NOTICE OF EXTRAORDINARY GENERAL MEETING

NOTICE IS HEREBY GIVEN THAT an Extraordinary General Meeting of Speedy Global Holdings Limited (the ‘‘Company’’) will be held at 4/F, Pentahotel Hong Kong, Kowloon, 19 Luk Hop Street, San Po Kong, Kowloon, Hong Kong on Monday, 25 March 2019 at 11:00 a.m. to consider and, if thought fit, to pass with or without amendments, the following resolution(s):

ORDINARY RESOLUTION

‘‘THAT

  • a) the sale and purchase agreement dated 6 December 2018 entered into between the Company and Splendid Gains Holdings Limited (the ‘‘Sale of Purchase Agreement’’), a copy of which has been produced to the EGM marked ‘‘A’’ and signed by the chairman of the EGM for identification purpose, and the transactions contemplated thereby be and are hereby approved, confirmed and ratified; and

  • b) any director(s) of the Company be and is/are hereby authorised, for and on behalf of the Company, to enter into any agreement, deed or instrument and/or to execute and deliver all such documents and/or do all such acts on behalf of the Company as he/she may consider necessary, desirable or expedient for the purpose of, or in connection with (i) the implementations and completion of the Sale and Purchase Agreement and transactions contemplated thereunder; and/or (ii) any amendment, variation or modification of the Sale and Purchase Agreement and the transactions contemplated thereunder upon such terms and conditions as the board of directors of the Company may think fit.’’

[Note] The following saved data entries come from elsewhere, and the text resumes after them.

fn stream() -> SchemaNode {
    string_or(
        ObjectSchema::new()
            .required("arn", string_or_intrinsic())
            .optional("type", SchemaNode::enumeration(["dynamodb", "kinesis"]))
            .optional("batchSize", SchemaNode::integer())
            .optional(
                "startingPosition",
                SchemaNode::union([
                    SchemaNode::enumeration(["LATEST", "TRIM_HORIZON", "AT_TIMESTAMP"]),
                    SchemaNode::integer(),
                ]),
            )
            .optional("startingPositionTimestamp", SchemaNode::number())
            .optional("enabled", SchemaNode::boolean())
            .optional("filterPatterns", filter_patterns())
            .optional(
                "functionResponseType",
                SchemaNode::enumeration(["ReportBatchItemFailures"]),
            )
            .optional("parallelizationFactor", SchemaNode::integer())
            .optional("maximumRetryAttempts", SchemaNode::integer())
            .optional("bisectBatchOnFunctionError", SchemaNode::boolean())
            .optional(
                "destinations",
                ObjectSchema::new()
                    .required("onFailure", string_or_intrinsic())
                    .into(),
            )
            .constraint(FieldConstraint::required_if(
                "startingPositionTimestamp",
                "startingPosition",
                "AT_TIMESTAMP",
            )),
    )
}

fn broker() -> SchemaNode {
    ObjectSchema::new()
        .required("arn", string_or_intrinsic())
        .required("basicAuthArn", string_or_intrinsic())
        .required("queue", SchemaNode::string())
        .optional("batchSize", SchemaNode::integer())
        .optional("maximumBatchingWindow", SchemaNode::integer())
        .optional("enabled", SchemaNode::boolean())
        .into()
}

fn msk() -> SchemaNode {
    ObjectSchema::new()
        .required("arn", string_or_intrinsic())
        .required("topic", SchemaNode::string())
        .optional("batchSize", SchemaNode::integer())
        .optional("maximumBatchingWindow", SchemaNode::integer())
        .optional("startingPosition", SchemaNode::enumeration(["LATEST", "TRIM_HORIZON"]))
        .optional("enabled", SchemaNode::boolean())
        .optional("saslScram512", SchemaNode::string())
        .into()
}

fn kafka() -> SchemaNode {
    ObjectSchema::new()
        .required("accessConfigurations", any_map())
        .required("bootstrapServers", string_list())
        .required("topic", SchemaNode::string())
        .optional("batchSize", SchemaNode::integer())
        .optional("maximumBatchingWindow", SchemaNode::integer())
        .optional("startingPosition", SchemaNode::enumeration(["LATEST", "TRIM_HORIZON"]))
        .optional("enabled", SchemaNode::boolean())
        .optional("consumerGroupId", SchemaNode::string())
        .into()
}

fn alexa() -> SchemaNode {
    string_or(
        ObjectSchema::new()
            .required("appId", SchemaNode::string())
            .defaulted("enabled", SchemaNode::boolean(), true),
    )
}

fn iot() -> SchemaNode {
    ObjectSchema::new()
        .required("sql", SchemaNode::string())
        .optional("sqlVersion", SchemaNode::string())
        .optional("name", SchemaNode::string())
        .optional("description", SchemaNode::string())
        .optional("enabled", SchemaNode::boolean())
        .into()
}

fn cloudwatch_event() -> SchemaNode {
    input_fields(
        ObjectSchema::new()
            .optional("event", any_map())
            .optional("name", SchemaNode::string())
            .optional("description", SchemaNode::string())
            .optional("enabled", SchemaNode::boolean()),
    )
    .into()
}

fn cloudwatch_log() -> SchemaNode {
    string_or(
        ObjectSchema::new()
            .required("logGroup", SchemaNode::string())
            .optional("filter", SchemaNode::string()),
    )
}

fn cognito_user_pool() -> SchemaNode {
    ObjectSchema::new()
        .required("pool", SchemaNode::string())
        .required(
            "trigger",
            SchemaNode::enumeration([
                "PreSignUp",
                "PostConfirmation",
                "PreAuthentication",
                "PostAuthentication",
                "PreTokenGeneration",
                "CustomMessage",
                "DefineAuthChallenge",
                "CreateAuthChallenge",
                "VerifyAuthChallengeResponse",
                "UserMigration",
                "CustomSMSSender",
                "CustomEmailSender",
            ]),
        )
        .defaulted("existing", SchemaNode::boolean(), false)
        .optional("forceDeploy", SchemaNode::boolean())
        .into()
}

fn alb() -> SchemaNode {
    let conditions = ObjectSchema::new()
        .optional("host", string_or_list())
        .optional("path", string_or_list())
        .optional("method", string_or_list())
        .optional(
            "header",
            ObjectSchema::new()
                .required("name", SchemaNode::string())
                .required("values", string_list())
                .into(),
        )
        .optional("query", string_map())
        .optional("ip", string_list());
    ObjectSchema::new()
        .required("listenerArn", string_or_intrinsic())
        .required("priority", SchemaNode::integer())
        .required("conditions", conditions.into())
        .optional("healthCheck", flag_or(health_check()))
        .optional("multiValueHeaders", SchemaNode::boolean())
        .optional("authorizer", string_or_list())
        .into()
}

fn health_check() -> ObjectSchema {
    ObjectSchema::new()
        .optional("path", SchemaNode::string())
        .optional("intervalSeconds", SchemaNode::integer())
        .optional("timeoutSeconds", SchemaNode::integer())
        .optional("healthyThresholdCount", SchemaNode::integer())
        .optional("unhealthyThresholdCount", SchemaNode::integer())
        .optional("matcher", any_map())
}

fn event_bridge() -> SchemaNode {
    input_fields(
        ObjectSchema::new()
            .optional("schedule", SchemaNode::string())
            .optional("eventBus", string_or_intrinsic())
            .optional("pattern", any_map())
            .optional("name", SchemaNode::string())
            .optional("enabled", SchemaNode::boolean())
            .constraint(FieldConstraint::at_least_one_of(["schedule", "pattern"])),
    )
    .into()
}

fn cloud_front() -> SchemaNode {
    ObjectSchema::new()
        .required(
            "eventType",
            SchemaNode::enumeration([
                "viewer-request",
                "origin-request",
                "origin-response",
                "viewer-response",
            ]),
        )
        .optional("origin", SchemaNode::union([SchemaNode::string(), any_map()]))
        .optional("includeBody", SchemaNode::boolean())
        .optional("pathPattern", SchemaNode::string())
        .optional("isDefaultOrigin", SchemaNode::boolean())
        .optional("behavior", any_map())
        .into()
}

By order of the Board of Speedy Global Holdings Limited Huang Chih Shen Chairman and Chief Executive Officer

Hong Kong, 5 March 2019

1

Notes:

  • a) Any member of the Company entitled to attend and vote at the meeting is entitled to appoint one or more proxies to attend and vote on his behalf. A proxy need not be a member of the Company.

  • b) To be valid, the instrument appointing a proxy together with the power of attorney or other authority (if any) under which it is signed or a notarially certified copy thereof, must be deposited at the Company’s branch share registrar and transfer office in Hong Kong, Tricor Investor Services Limited, at Level 22, Hopewell Centre, 183 Queen’s Road East, Hong Kong by not less than 48 hours before the time appointed for holding the EGM or any adjourned meeting.

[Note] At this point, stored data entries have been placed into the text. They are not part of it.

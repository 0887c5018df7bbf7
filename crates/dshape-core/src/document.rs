//! # Document Loading
//!
//! Reads JSON or YAML files into `serde_json::Value` trees. The format is
//! chosen from the file extension: `.yaml`/`.yml` are YAML, everything else
//! is JSON.
//!
//! YAML is parsed into `serde_yaml::Value` first and then converted, so
//! YAML-only constructs (tags, non-string keys) are handled explicitly
//! instead of failing inside serde.

use std::path::Path;

use serde_json::Value;

use crate::error::DocumentError;

/// Serialization format of a document.
#[derive(Debug, Clone, Copy, PartialEq, Eq)]
pub enum DocumentFormat {
    /// JSON text.
    Json,
    /// YAML text (the JSON-compatible subset).
    Yaml,
}

impl DocumentFormat {
    /// Determine the format from a file extension.
    pub fn from_path(path: &Path) -> Self {
        match path.extension().and_then(|e| e.to_str()) {
            Some("yaml") | Some("yml") => DocumentFormat::Yaml,
            _ => DocumentFormat::Json,
        }
    }

    /// Human-readable name used in error messages.
    pub fn name(self) -> &'static str {
        match self {
            DocumentFormat::Json => "JSON",
            DocumentFormat::Yaml => "YAML",
        }
    }
}

/// Load a document file into a JSON value tree.
///
/// # Errors
///
/// Returns `DocumentError::Read` if the file cannot be read, and
/// `DocumentError::Parse`/`DocumentError::Conversion` if its content is not
/// a valid document in the format implied by its extension.
pub fn load_document(path: &Path) -> Result<Value, DocumentError> {
    let content = std::fs::read_to_string(path).map_err(|source| DocumentError::Read {
        path: path.display().to_string(),
        source,
    })?;
    parse_document(&content, DocumentFormat::from_path(path), &path.display().to_string())
}

/// Parse document text in the given format. `label` names the document in
/// error messages.
pub fn parse_document(
    content: &str,
    format: DocumentFormat,
    label: &str,
) -> Result<Value, DocumentError> {
    match format {
        DocumentFormat::Json => serde_json::from_str(content).map_err(|e| DocumentError::Parse {
            path: label.to_string(),
            format: format.name(),
            reason: e.to_string(),
        }),
        DocumentFormat::Yaml => {
            let yaml: serde_yaml::Value =
                serde_yaml::from_str(content).map_err(|e| DocumentError::Parse {
                    path: label.to_string(),
                    format: format.name(),
                    reason: e.to_string(),
                })?;
            yaml_to_json_value(&yaml).map_err(|reason| DocumentError::Conversion {
                path: label.to_string(),
                reason,
            })
        }
    }
}

/// Convert a `serde_yaml::Value` to a `serde_json::Value`.
///
/// Numeric and boolean mapping keys are stringified. Tags are dropped and
/// their inner value converted. Non-finite floats and composite keys have
/// no JSON form and are rejected.
pub fn yaml_to_json_value(yaml: &serde_yaml::Value) -> Result<Value, String> {
    match yaml {
        serde_yaml::Value::Null => Ok(Value::Null),
        serde_yaml::Value::Bool(b) => Ok(Value::Bool(*b)),
        serde_yaml::Value::Number(n) => {
            if let Some(i) = n.as_i64() {
                Ok(Value::Number(serde_json::Number::from(i)))
            } else if let Some(u) = n.as_u64() {
                Ok(Value::Number(serde_json::Number::from(u)))
            } else if let Some(f) = n.as_f64() {
                serde_json::Number::from_f64(f)
                    .map(Value::Number)
                    .ok_or_else(|| format!("cannot represent float {f} in JSON"))
            } else {
                Err(format!("unsupported YAML number: {n:?}"))
            }
        }
        serde_yaml::Value::String(s) => Ok(Value::String(s.clone())),
        serde_yaml::Value::Sequence(seq) => {
            let items: Result<Vec<Value>, String> = seq.iter().map(yaml_to_json_value).collect();
            Ok(Value::Array(items?))
        }
        serde_yaml::Value::Mapping(map) => {
            let mut json_map = serde_json::Map::new();
            for (k, v) in map {
                let key = match k {
                    serde_yaml::Value::String(s) => s.clone(),
                    serde_yaml::Value::Number(n) => n.to_string(),
                    serde_yaml::Value::Bool(b) => b.to_string(),
                    other => return Err(format!("unsupported YAML map key type: {other:?}")),
                };
                json_map.insert(key, yaml_to_json_value(v)?);
            }
            Ok(Value::Object(json_map))
        }
        serde_yaml::Value::Tagged(tagged) => yaml_to_json_value(&tagged.value),
    }
}

#[cfg(test)]
mod tests {
    use super::*;
    use std::io::Write;

    #[test]
    fn format_from_extension() {
        assert_eq!(DocumentFormat::from_path(Path::new("a.yaml")), DocumentFormat::Yaml);
        assert_eq!(DocumentFormat::from_path(Path::new("a.yml")), DocumentFormat::Yaml);
        assert_eq!(DocumentFormat::from_path(Path::new("a.json")), DocumentFormat::Json);
        assert_eq!(DocumentFormat::from_path(Path::new("serverless")), DocumentFormat::Json);
    }

    #[test]
    fn yaml_to_json_conversion() {
        let yaml_str = r#"
service: my-service
frameworkVersion: "3"
provider:
  name: aws
  memorySize: 1024
  versionFunctions: true
plugins:
  - serverless-offline
"#;
        let value = parse_document(yaml_str, DocumentFormat::Yaml, "inline").unwrap();
        assert_eq!(value["service"], "my-service");
        assert_eq!(value["frameworkVersion"], "3");
        assert_eq!(value["provider"]["memorySize"], 1024);
        assert_eq!(value["provider"]["versionFunctions"], true);
        assert_eq!(value["plugins"][0], "serverless-offline");
    }

    #[test]
    fn yaml_numeric_keys_are_stringified() {
        let value = parse_document("200: ok\ntrue: yes\n", DocumentFormat::Yaml, "inline").unwrap();
        assert_eq!(value["200"], "ok");
        assert_eq!(value["true"], "yes");
    }

    #[test]
    fn yaml_tags_are_dropped() {
        let value = parse_document("ref: !Ref MyBucket\n", DocumentFormat::Yaml, "inline").unwrap();
        assert_eq!(value["ref"], "MyBucket");
    }

    #[test]
    fn yaml_composite_key_is_rejected() {
        let err = parse_document("? [a, b]\n: value\n", DocumentFormat::Yaml, "inline").unwrap_err();
        assert!(matches!(err, DocumentError::Conversion { .. }), "{err}");
    }

    #[test]
    fn invalid_json_reports_label() {
        let err = parse_document("{not json", DocumentFormat::Json, "broken.json").unwrap_err();
        match err {
            DocumentError::Parse { path, format, .. } => {
                assert_eq!(path, "broken.json");
                assert_eq!(format, "JSON");
            }
            other => panic!("Expected Parse, got: {other}"),
        }
    }

    #[test]
    fn load_document_from_file() {
        let mut file = tempfile::Builder::new().suffix(".yml").tempfile().unwrap();
        writeln!(file, "http:\n  path: myPath\n  method: get").unwrap();
        let value = load_document(file.path()).unwrap();
        assert_eq!(value["http"]["method"], "get");
    }

    #[test]
    fn load_missing_file_is_read_error() {
        let err = load_document(Path::new("/nonexistent/dshape/doc.json")).unwrap_err();
        assert!(matches!(err, DocumentError::Read { .. }));
    }
}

  • c) Completion and return of the form of proxy will not preclude any member from attending and voting in person at the EGM if so wish, and in such case, the form of proxy previously submitted shall be deemed to be revoked.

  • d) To ascertain a member’s entitlement to attend and vote at the EGM, the Register of Members of the Company will be closed for registration of transfer of shares of the Company (‘‘Shares’’) from Wednesday, 20 March 2019 to Monday, 25 March 2019, both days inclusive, during which period no transfer of the Shares will be registered. In order to qualify for attending and voting at the EGM, all transfers of Shares accompanied by the relevant share certificates must be lodged with the Company’s branch share registrar and transfer office in Hong Kong, Tricor Investor Services Limited, at Level 22, Hopewell Centre, 183 Queen’s Road East, Hong Kong for registration no later than 4:30 p.m. on Tuesday, 19 March 2019.

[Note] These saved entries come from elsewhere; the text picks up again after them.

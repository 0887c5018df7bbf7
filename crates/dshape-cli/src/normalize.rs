//! # Normalize Subcommand
//!
//! Validates a single document and prints its normalized form: declared
//! defaults filled in, everything else exactly as written.
//!
//! ## Usage
//!
//! ```bash
//! dshape normalize --schema builtin:deployment serverless.yml
//! dshape normalize --schema builtin:plugin --output-format yaml plugin.json
//! ```
//!
//! A rejected document prints its violations instead and exits with 1.

use std::path::PathBuf;

use anyhow::Result;
use clap::{Args, ValueEnum};
use serde_json::Value;

use dshape_core::load_document;
use dshape_schema::ValidationResult;

use crate::config::CliConfig;
use crate::validate::{render_text, DocumentReport};
use crate::{load_schema, schema_reference, validator_options};

/// Arguments for the normalize subcommand.
#[derive(Args, Debug)]
pub struct NormalizeArgs {
    /// Schema: a description file, `builtin:deployment` or `builtin:plugin`.
    #[arg(long)]
    pub schema: Option<String>,

    /// Reject keys the schema does not declare.
    #[arg(long)]
    pub strict: bool,

    /// Serialization of the normalized document.
    #[arg(long, value_enum, default_value_t = OutputFormat::Json)]
    pub output_format: OutputFormat,

    /// Document to normalize.
    pub document: PathBuf,
}

/// Serialization of a normalized document.
#[derive(Debug, Clone, Copy, PartialEq, Eq, ValueEnum)]
pub enum OutputFormat {
    /// Pretty-printed JSON.
    Json,
    /// YAML.
    Yaml,
}

/// Execute the normalize subcommand.
pub fn run_normalize(args: &NormalizeArgs, config: &CliConfig) -> Result<u8> {
    let reference = schema_reference(args.schema.as_deref(), config)?;
    let schema = load_schema(reference)?;
    let options = validator_options(args.strict, config);
    let document = load_document(&args.document)?;

    match schema.validate_with(&document, &options) {
        ValidationResult::Accepted(normalized) => {
            print!("{}", render_document(&normalized, args.output_format)?);
            Ok(0)
        }
        rejected @ ValidationResult::Rejected(_) => {
            let report = DocumentReport::new(args.document.display().to_string(), &rejected);
            print!("{}", render_text(&report));
            Ok(1)
        }
    }
}

/// Serialize a document, newline-terminated.
pub fn render_document(document: &Value, format: OutputFormat) -> Result<String> {
    match format {
        OutputFormat::Json => {
            let mut out = serde_json::to_string_pretty(document)?;
            out.push('\n');
            Ok(out)
        }
        OutputFormat::Yaml => Ok(serde_yaml::to_string(document)?),
    }
}
//! # dshape-cli: Command-Line Interface
//!
//! The `dshape` binary: checks configuration documents against a schema,
//! prints their normalized form, and checks schema description files.
//!
//! ## Subcommands
//!
//! - `validate`: Validate documents, report every violation
//! - `normalize`: Print a document with schema defaults filled in
//! - `check-schema`: Load and compile schema description files
//!
//! ## Crate Policy
//!
//! - Argument parsing lives in `main.rs` and the `*Args` structs; the
//!   handlers delegate to `dshape-schema` and `dshape-descriptor`.
//! - Handlers return the process exit code: 0 when every input passes,
//!   1 when an input is rejected. Operational failures (unreadable file,
//!   invalid schema) are errors and exit with 2.

pub mod check;
pub mod config;
pub mod normalize;
pub mod validate;

use std::path::Path;

use anyhow::{bail, Context, Result};

use dshape_descriptor::BuiltinSchema;
use dshape_schema::{DescriptionLoader, Schema, ValidatorOptions};

use crate::config::CliConfig;

/// Compile the schema named by `reference`.
///
/// `builtin:<name>` selects a schema shipped with dshape; anything else is
/// a path to a schema description file (YAML or JSON).
pub fn load_schema(reference: &str) -> Result<Schema> {
    if let Some(builtin) = BuiltinSchema::from_reference(reference) {
        let builtin = builtin?;
        tracing::debug!(schema = %builtin, "compiling built-in schema");
        return builtin
            .compile()
            .with_context(|| format!("built-in schema {builtin} does not compile"));
    }
    let loader = DescriptionLoader::new()?;
    let schema = loader
        .load(Path::new(reference))
        .with_context(|| format!("failed to load schema description {reference}"))?;
    tracing::debug!(schema = reference, "schema description loaded");
    Ok(schema)
}

/// Pick the schema reference: the command-line flag wins over the config file.
pub fn schema_reference<'a>(flag: Option<&'a str>, config: &'a CliConfig) -> Result<&'a str> {
    match flag.or(config.schema.as_deref()) {
        Some(reference) => Ok(reference),
        None => bail!(
            "no schema given: pass --schema or set `schema` in {}",
            config::DEFAULT_CONFIG_FILE
        ),
    }
}

/// Validator options from the `--strict` flag and the config file.
pub fn validator_options(strict_flag: bool, config: &CliConfig) -> ValidatorOptions {
    if strict_flag || config.strict {
        ValidatorOptions::strict()
    } else {
        ValidatorOptions::default()
    }
}
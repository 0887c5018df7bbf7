//! # dshape CLI entry point
//!
//! Parses command-line arguments, loads the optional config file, and
//! dispatches to subcommand handlers.

use std::path::PathBuf;
use std::process::ExitCode;

use clap::{Parser, Subcommand};
use tracing_subscriber::EnvFilter;

use dshape_cli::check::{run_check_schema, CheckSchemaArgs};
use dshape_cli::config::CliConfig;
use dshape_cli::normalize::{run_normalize, NormalizeArgs};
use dshape_cli::validate::{run_validate, ValidateArgs};

/// Exit code for operational failures (unreadable input, invalid schema).
const EXIT_ERROR: u8 = 2;

/// dshape: shape checking for configuration documents
///
/// Validates YAML and JSON documents against a schema, reporting every
/// violation with its path, and prints normalized documents with schema
/// defaults filled in.
#[derive(Parser, Debug)]
#[command(name = "dshape", version, about, long_about = None)]
struct Cli {
    /// Enable verbose output. Repeat for more verbosity (-v, -vv, -vvv).
    #[arg(short, long, action = clap::ArgAction::Count, global = true)]
    verbose: u8,

    /// Path to configuration file (default: ./dshape.yaml if present).
    #[arg(long, global = true)]
    config: Option<PathBuf>,

    /// Emit log lines as JSON on stderr.
    #[arg(long, global = true)]
    log_json: bool,

    #[command(subcommand)]
    command: Commands,
}

#[derive(Subcommand, Debug)]
enum Commands {
    /// Validate documents against a schema.
    Validate(ValidateArgs),

    /// Print a document with schema defaults filled in.
    Normalize(NormalizeArgs),

    /// Load and compile schema description files.
    #[command(name = "check-schema")]
    CheckSchema(CheckSchemaArgs),
}

fn main() -> ExitCode {
    let cli = Cli::parse();

    // Initialize tracing based on verbosity level.
    let filter = match cli.verbose {
        0 => EnvFilter::new("warn"),
        1 => EnvFilter::new("info"),
        2 => EnvFilter::new("debug"),
        _ => EnvFilter::new("trace"),
    };
    let subscriber = tracing_subscriber::fmt()
        .with_env_filter(filter)
        .with_target(false)
        .with_writer(std::io::stderr);
    if cli.log_json {
        subscriber.json().init();
    } else {
        subscriber.init();
    }

    tracing::debug!("dshape CLI v{} starting", env!("CARGO_PKG_VERSION"));

    let result = load_config(cli.config.as_deref()).and_then(|config| match &cli.command {
        Commands::Validate(args) => run_validate(args, &config),
        Commands::Normalize(args) => run_normalize(args, &config),
        Commands::CheckSchema(args) => run_check_schema(args),
    });

    match result {
        Ok(code) => ExitCode::from(code),
        Err(e) => {
            tracing::error!("{e:#}");
            ExitCode::from(EXIT_ERROR)
        }
    }
}

fn load_config(explicit: Option<&std::path::Path>) -> anyhow::Result<CliConfig> {
    let cwd = std::env::current_dir().unwrap_or_else(|_| PathBuf::from("."));
    CliConfig::discover(explicit, &cwd)
}

#[cfg(test)]
mod tests {
    use super::*;
    use dshape_cli::normalize::OutputFormat;
    use dshape_cli::validate::ReportFormat;

    #[test]
    fn cli_parse_validate() {
        let cli = Cli::try_parse_from([
            "dshape",
            "validate",
            "--schema",
            "builtin:deployment",
            "serverless.yml",
        ])
        .unwrap();
        if let Commands::Validate(args) = cli.command {
            assert_eq!(args.schema.as_deref(), Some("builtin:deployment"));
            assert!(!args.strict);
            assert!(args.format.is_none());
            assert_eq!(args.documents, vec![PathBuf::from("serverless.yml")]);
        } else {
            panic!("expected validate");
        }
    }

    #[test]
    fn cli_parse_validate_all_flags() {
        let cli = Cli::try_parse_from([
            "dshape",
            "-vv",
            "validate",
            "--schema",
            "schemas/http.yml",
            "--strict",
            "--format",
            "json",
            "a.yml",
            "b.json",
        ])
        .unwrap();
        assert_eq!(cli.verbose, 2);
        if let Commands::Validate(args) = cli.command {
            assert!(args.strict);
            assert_eq!(args.format, Some(ReportFormat::Json));
            assert_eq!(args.documents.len(), 2);
        } else {
            panic!("expected validate");
        }
    }

    #[test]
    fn cli_parse_validate_requires_document() {
        assert!(Cli::try_parse_from(["dshape", "validate", "--schema", "builtin:plugin"]).is_err());
    }

    #[test]
    fn cli_parse_validate_rejects_unknown_format() {
        assert!(Cli::try_parse_from(["dshape", "validate", "--format", "xml", "a.yml"]).is_err());
    }

    #[test]
    fn cli_parse_normalize() {
        let cli = Cli::try_parse_from([
            "dshape",
            "normalize",
            "--schema",
            "builtin:plugin",
            "--output-format",
            "yaml",
            "plugin.yml",
        ])
        .unwrap();
        if let Commands::Normalize(args) = cli.command {
            assert_eq!(args.output_format, OutputFormat::Yaml);
            assert_eq!(args.document, PathBuf::from("plugin.yml"));
        } else {
            panic!("expected normalize");
        }
    }

    #[test]
    fn cli_parse_normalize_default_output() {
        let cli = Cli::try_parse_from(["dshape", "normalize", "serverless.yml"]).unwrap();
        if let Commands::Normalize(args) = cli.command {
            assert_eq!(args.output_format, OutputFormat::Json);
            assert!(args.schema.is_none());
        } else {
            panic!("expected normalize");
        }
    }

    #[test]
    fn cli_parse_check_schema() {
        let cli =
            Cli::try_parse_from(["dshape", "check-schema", "a.yml", "b.json", "--log-json"])
                .unwrap();
        assert!(cli.log_json);
        if let Commands::CheckSchema(args) = cli.command {
            assert_eq!(args.files.len(), 2);
        } else {
            panic!("expected check-schema");
        }
    }

    #[test]
    fn cli_parse_global_config() {
        let cli = Cli::try_parse_from([
            "dshape",
            "validate",
            "a.yml",
            "--config",
            "ci/dshape.yaml",
        ])
        .unwrap();
        assert_eq!(cli.config, Some(PathBuf::from("ci/dshape.yaml")));
    }
}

  • e) References to time and dates in this notice are to Hong Kong time and dates.

  • f) As at the date of this notice, the executive directors of the Company are Mr. Huang Chih Shen and Mr. Chan Hung Kwong, Patrick; the independent non-executive directors of the Company are Mr. Wong Ting Kon, Ms. Pang Yuen Shan, Christina, Mr. Chang Cheuk Cheung, Terence and Dr. Chan Chung Bun Bunny.